At 16, McKay started regularly booking shows at halls and churches across the city. While touring with his band, Punishment, and being a roadie for Dysphoria, he connected with hardcore kids from around the country. In Boston, he met members of the gang FSU (Friends Stand United, or Fuck Shit Up), which used to attack white supremacists and drug users at punk shows. McKay, a straight-edge anti-racist devoted to hardcore, had an idea.
“We always had a gang mentality, that’s how we grew up,” he says. “Then one day I had this lofty goal of starting a national gang. I brought the Philly and Jersey people to the Boston chapter of FSU, and that’s exactly what we did.”
In 2008, McKay and other FSU members appeared on an episode of the History Channel’s Ganglands series, but the scene where McKay said he’d left the gang ended up on the cutting-room floor. “There were stabbings, shootings — friends went to jail, and none of the arguments were ever settled,” he says. “We started a fire, it became a blaze; we couldn’t put it out, we got burned.”

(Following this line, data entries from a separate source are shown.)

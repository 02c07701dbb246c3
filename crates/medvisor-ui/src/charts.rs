//! Denial trend and denial reason charts.
//!
//! Both charts are drawn as text bars inside a bordered [`Paragraph`] so they
//! stay legible on narrow terminals and in the classic theme.

use ratatui::{
    layout::{Constraint, Layout, Rect},
    text::{Line, Span, Text},
    widgets::{Block, Borders, Paragraph},
    Frame,
};
use unicode_width::UnicodeWidthStr;

use medvisor_core::formatting::format_locale;
use medvisor_core::models::{DenialReasonSlice, TrendPoint};

use crate::themes::Theme;

/// Widest bar either chart draws.
pub const BAR_WIDTH: usize = 24;

/// Bars never shrink below this, even if the line then clips.
pub const MIN_BAR_WIDTH: usize = 4;

/// Longest reason label shown before truncation.
const REASON_LABEL_WIDTH: usize = 18;

// ── Helpers ───────────────────────────────────────────────────────────────────

/// Build a `width`-character bar for `value` out of `max`.
///
/// Returns `(filled, empty)`; a non-positive `max` yields an empty bar.
pub fn build_bar(value: f64, max: f64, width: usize) -> (String, String) {
    let ratio = if max > 0.0 {
        (value / max).clamp(0.0, 1.0)
    } else {
        0.0
    };
    let filled = (ratio * width as f64).round() as usize;
    let empty = width.saturating_sub(filled);
    ("█".repeat(filled), "░".repeat(empty))
}

/// Bar width that fits `available` columns next to `fixed` columns of text.
fn bar_width(available: usize, fixed: usize) -> usize {
    available
        .saturating_sub(fixed)
        .clamp(MIN_BAR_WIDTH, BAR_WIDTH)
}

/// Pad or truncate `label` to exactly `width` display columns.
fn fit_label(label: &str, width: usize) -> String {
    if label.width() <= width {
        return format!("{}{}", label, " ".repeat(width - label.width()));
    }
    let mut out = String::new();
    for ch in label.chars() {
        if out.width() + ch.to_string().width() + 1 > width {
            break;
        }
        out.push(ch);
    }
    out.push('…');
    let pad = width.saturating_sub(out.width());
    format!("{}{}", out, " ".repeat(pad))
}

// ── Line builders ─────────────────────────────────────────────────────────────

/// One line per month: `"Jan ████░░ 12.5%  1,100 claims"`.
///
/// Bars are scaled against the highest denial rate in the series and sized
/// so each line fits in `width` columns.
pub fn trend_lines<'a>(points: &[TrendPoint], width: usize, theme: &'a Theme) -> Vec<Line<'a>> {
    if points.is_empty() {
        return vec![Line::from(Span::styled("No dated claims", theme.dim))];
    }

    let max = points
        .iter()
        .map(|p| p.denial_rate_percent)
        .fold(0.0_f64, f64::max);
    let label_width = points
        .iter()
        .map(|p| p.period_label.width())
        .max()
        .unwrap_or(3);
    let suffixes: Vec<String> = points
        .iter()
        .map(|p| format!("  {} claims", format_locale(p.total_claims as f64)))
        .collect();
    let suffix_width = suffixes.iter().map(|s| s.width()).max().unwrap_or(0);
    let bar = bar_width(width, label_width + 1 + 7 + suffix_width);

    points
        .iter()
        .zip(suffixes)
        .map(|(p, suffix)| {
            let (filled, empty) = build_bar(p.denial_rate_percent, max, bar);
            Line::from(vec![
                Span::styled(fit_label(&p.period_label, label_width), theme.label),
                Span::raw(" "),
                Span::styled(filled, theme.bar),
                Span::styled(empty, theme.dim),
                Span::styled(format!(" {:>5}%", p.denial_rate_percent), theme.value),
                Span::styled(suffix, theme.dim),
            ])
        })
        .collect()
}

/// One line per reason: `"Coding Error ███░░ 20% (28)"`.
///
/// Bars are scaled against 100 % so slices compare across uploads, and
/// sized so each line fits in `width` columns.
pub fn reason_lines<'a>(
    reasons: &[DenialReasonSlice],
    width: usize,
    theme: &'a Theme,
) -> Vec<Line<'a>> {
    if reasons.is_empty() {
        return vec![Line::from(Span::styled("No denied claims", theme.dim))];
    }

    let count_width = reasons
        .iter()
        .map(|r| format!(" ({})", r.count).width())
        .max()
        .unwrap_or(0);
    let bar = bar_width(width, 2 + REASON_LABEL_WIDTH + 1 + 5 + count_width);

    reasons
        .iter()
        .enumerate()
        .map(|(i, slice)| {
            let (filled, empty) = build_bar(slice.percentage_percent as f64, 100.0, bar);
            Line::from(vec![
                Span::styled("■ ", theme.slice_style(i)),
                Span::styled(fit_label(&slice.reason, REASON_LABEL_WIDTH), theme.text),
                Span::raw(" "),
                Span::styled(filled, theme.slice_style(i)),
                Span::styled(empty, theme.dim),
                Span::styled(format!(" {:>3}%", slice.percentage_percent), theme.value),
                Span::styled(format!(" ({})", slice.count), theme.dim),
            ])
        })
        .collect()
}

// ── Render ────────────────────────────────────────────────────────────────────

/// Render the trend chart and the reasons breakdown side by side.
pub fn render_charts(
    frame: &mut Frame,
    area: Rect,
    trend: &[TrendPoint],
    reasons: &[DenialReasonSlice],
    theme: &Theme,
) {
    let halves =
        Layout::horizontal([Constraint::Percentage(50), Constraint::Percentage(50)]).split(area);

    let trend_block = Block::default()
        .borders(Borders::ALL)
        .border_style(theme.card_border)
        .title(" Denial Rate Trend ");
    let inner_width = |area: Rect| area.width.saturating_sub(2) as usize;
    frame.render_widget(
        Paragraph::new(Text::from(trend_lines(trend, inner_width(halves[0]), theme)))
            .block(trend_block),
        halves[0],
    );

    let reasons_block = Block::default()
        .borders(Borders::ALL)
        .border_style(theme.card_border)
        .title(" Top Denial Reasons ");
    frame.render_widget(
        Paragraph::new(Text::from(reason_lines(reasons, inner_width(halves[1]), theme)))
            .block(reasons_block),
        halves[1],
    );
}

// ── Tests ─────────────────────────────────────────────────────────────────────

“Hardcore’s a different world now,” he says. “The young kids aren’t from where we’re from; they’re from the suburbs. I had to change to embrace the whole culture and stop alienating people. It took me a while to realize this, but that moment of clarity finally came. ‘Gangland Joe’ is a thing of the past.”

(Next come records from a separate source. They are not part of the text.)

use ratatui::{
    layout::{Constraint, Layout, Rect},
    text::{Line, Span, Text},
    widgets::{Block, Borders, Paragraph},
    Frame,
};

use medvisor_core::formatting::format_change;
use medvisor_core::models::{ChangeType, KpiKind, KpiMetric, KpiSet};

use crate::themes::Theme;

// ── KpiCard ──────────────────────────────────────────────────────────────────

/// One headline metric: title, formatted value and change line.
pub struct KpiCard<'a> {
    pub kind: KpiKind,
    pub metric: &'a KpiMetric,
    pub theme: &'a Theme,
}

impl<'a> KpiCard<'a> {
    pub fn new(kind: KpiKind, metric: &'a KpiMetric, theme: &'a Theme) -> Self {
        Self {
            kind,
            metric,
            theme,
        }
    }

    pub fn arrow(&self) -> &'static str {
        match self.metric.change.change_type {
            ChangeType::Increase => "▲",
            ChangeType::Decrease => "▼",
        }
    }

    /// Card body: value line then `"▲ +2.3% vs last period"`.
    pub fn to_lines(&self) -> Vec<Line<'a>> {
        let change_style = self.theme.change_style(self.metric.change.change_type);
        vec![
            Line::from(Span::styled(
                self.kind.format_value(self.metric.value),
                self.theme.kpi_style(self.kind.variant()),
            )),
            Line::from(vec![
                Span::styled(
                    format!("{} {}", self.arrow(), format_change(&self.metric.change)),
                    change_style,
                ),
                Span::styled(" vs last period", self.theme.dim),
            ]),
        ]
    }

    pub fn render(&self, frame: &mut Frame, area: Rect) {
        let block = Block::default()
            .borders(Borders::ALL)
            .border_style(self.theme.card_border)
            .title(Span::styled(format!(" {} ", self.kind.title()), self.theme.label));
        frame.render_widget(Paragraph::new(Text::from(self.to_lines())).block(block), area);
    }
}

/// Lay out one card per entry of `kinds` side by side across `area`.
pub fn render_kpi_row(
    frame: &mut Frame,
    area: Rect,
    kinds: &[KpiKind],
    kpis: &KpiSet,
    theme: &Theme,
) {
    if kinds.is_empty() {
        return;
    }
    let constraints: Vec<Constraint> = kinds
        .iter()
        .map(|_| Constraint::Ratio(1, kinds.len() as u32))
        .collect();
    let cells = Layout::horizontal(constraints).split(area);

    for (kind, cell) in kinds.iter().zip(cells.iter()) {
        KpiCard::new(*kind, kpis.metric(*kind), theme).render(frame, *cell);
    }
}

// ── Tests ─────────────────────────────────────────────────────────────────────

With the help of Sean Agnew and R5 Productions, McKay’s since dedicated himself to making TIH the best and biggest hardcore event in the country. (He’s also a devoted father whose 15-year-old daughter had her first stage-dive at a Cro-Mags show.) TIH tickets sold out in less than 36 hours in 2010, and when they increased the capacity last year, advance tickets sold out again.
It became obvious that TIH needed a bigger venue, so when McKay got a meeting with Electric Factory booker Bryan Dilworth, he took it.

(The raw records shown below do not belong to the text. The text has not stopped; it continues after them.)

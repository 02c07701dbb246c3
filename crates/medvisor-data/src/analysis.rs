//! Dashboard state and snapshot assembly.
//!
//! [`DashboardState`] is the caller-owned application state (the uploaded
//! records and whether the uploader is open).  [`DashboardSnapshot::build`]
//! turns it into every view-model the dashboard renders, falling back to
//! the sample dataset while nothing has been uploaded.

use std::path::{Path, PathBuf};

use chrono::{DateTime, Utc};
use serde::Serialize;
use tracing::info;

use medvisor_core::fallback;
use medvisor_core::models::{ClaimRecord, DenialReasonSlice, Insight, KpiSet, TrendPoint};
use medvisor_core::Result;

use crate::aggregator::ClaimsAggregator;
use crate::reader;

/// Claims outstanding for more than this many days are listed as unpaid.
pub const UNPAID_THRESHOLD_DAYS: i64 = 60;

// ── DashboardState ────────────────────────────────────────────────────────────

/// Application state owned by the dashboard front end.
#[derive(Debug, Clone, Default)]
pub struct DashboardState {
    /// Records from the most recent upload; empty until one succeeds.
    pub uploaded: Vec<ClaimRecord>,
    /// File the current records were loaded from.
    pub source: Option<PathBuf>,
    /// Whether the uploader prompt is open.
    pub show_uploader: bool,
}

impl DashboardState {
    pub fn new() -> Self {
        Self::default()
    }

    pub fn has_upload(&self) -> bool {
        !self.uploaded.is_empty()
    }

    /// Replace the record set wholesale and close the uploader.
    pub fn upload(&mut self, records: Vec<ClaimRecord>, source: Option<PathBuf>) {
        self.uploaded = records;
        self.source = source;
        self.show_uploader = false;
    }

    /// Load `path` and, on success, replace the current records with it.
    ///
    /// On failure the previous records are kept and the error is returned
    /// for the caller to report.  Returns the number of rows loaded.
    pub fn upload_file(&mut self, path: &Path) -> Result<usize> {
        let parsed = reader::load_claims_csv(path)?;
        let rows = parsed.records.len();
        self.upload(parsed.records, Some(path.to_path_buf()));
        info!("uploaded {} claims from {}", rows, path.display());
        Ok(rows)
    }
}

// ── DashboardSnapshot ─────────────────────────────────────────────────────────

/// Every view-model the dashboard shows, computed for one instant.
#[derive(Debug, Clone, PartialEq, Serialize)]
#[serde(rename_all = "camelCase")]
pub struct DashboardSnapshot {
    pub kpis: KpiSet,
    pub denial_trend: Vec<TrendPoint>,
    pub denial_reasons: Vec<DenialReasonSlice>,
    pub recent_claims: Vec<ClaimRecord>,
    pub unpaid_claims: Vec<ClaimRecord>,
    pub insights: Vec<Insight>,
    /// `true` when the figures come from the built-in sample dataset.
    pub is_sample_data: bool,
}

impl DashboardSnapshot {
    /// Build the snapshot for `state` with period windows ending at `now`.
    pub fn build(state: &DashboardState, now: DateTime<Utc>) -> Self {
        if !state.has_upload() {
            return Self::sample();
        }

        let records = &state.uploaded;
        Self {
            kpis: ClaimsAggregator::compute_kpis(records, now),
            denial_trend: ClaimsAggregator::compute_denial_trend(records),
            denial_reasons: ClaimsAggregator::compute_denial_reasons(records),
            recent_claims: records.clone(),
            unpaid_claims: unpaid_claims(records),
            insights: fallback::sample_insights(),
            is_sample_data: false,
        }
    }

    /// The snapshot shown before any upload.
    pub fn sample() -> Self {
        Self {
            kpis: fallback::sample_kpis(),
            denial_trend: fallback::sample_denial_trend(),
            denial_reasons: fallback::sample_denial_reasons(),
            recent_claims: fallback::sample_recent_claims(),
            unpaid_claims: fallback::sample_unpaid_claims(),
            insights: fallback::sample_insights(),
            is_sample_data: true,
        }
    }

    /// Pretty-printed JSON for `--json` output.
    pub fn to_json(&self) -> Result<String> {
        Ok(serde_json::to_string_pretty(self)?)
    }
}

/// Records outstanding for more than [`UNPAID_THRESHOLD_DAYS`].
pub fn unpaid_claims(records: &[ClaimRecord]) -> Vec<ClaimRecord> {
    records
        .iter()
        .filter(|r| r.days_outstanding().is_some_and(|d| d > UNPAID_THRESHOLD_DAYS))
        .cloned()
        .collect()
}

// ── Tests ─────────────────────────────────────────────────────────────────────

“When I walked into the Electric Factory, all I knew is I didn’t want a big stage, a big barrier and big ticket charges,” says McKay. “They gave us all those things, and there’s no pop-punk bullshit on the bill — it’s all fucking hardcore.”
Furthermore, Electric Factory has built a three-foot stage, friendly for stage-diving, in front of the venue’s much taller stage, and lowered their usual TicketMaster markup to match the $6 fee charged by R5’s ticketing company, TicketFly. (So far, four-day passes and single-day tickets for Saturday have sold out.)
The venue problem was solved, but there was one more obstacle. When Riot Fest, the punk-ish festival sponsored by Live Nation and Red Bull, came to Philadelphia last year (it was cancelled this year), McKay felt threatened: “They have the money to shut down TIH forever. So it was time for us to find sponsors, but I didn’t want any cigarette or liquor ads. I don’t want corporate fuckers giving cigarettes to kids at my shows.”
Instead, McKay secured sponsorships from Dr. Martens, IndieMerchStore, Jackprints, Mesa Boogie (the guitar amplifier company is providing all TIH’s amps) and others that meet McKay’s ethical criteria. “I had to accept that TIH is a business that needs support,” he says about the decision. “But I’m still worried about what happens if we get an offer from someone like Vans. Does it become the Vans This Is Hardcore festival?”
“I don’t know,” he continues. “But we’ve become the kind of organization that must constantly ask itself, ‘Can we keep our ethics intact while benefiting from corporate sponsors?’ That’s the line we’re treading right now.”
This Is Hardcore, Thu., Aug. 9, 5 p.m., $18, Union Transfer, 1026 Spring Garden St., 215-232-2100, utphilly.com. Fri., Aug. 10, 5 p.m., $40. Electric Factory, 421 N. Seventh St., 215-627-1332, electricfactory.info. Sat., Aug 11, 12 p.m., sold out, Electric Factory. Sun., Aug. 12, 12 p.m., $35. Electric Factory. More info at thisishardcorefest.com.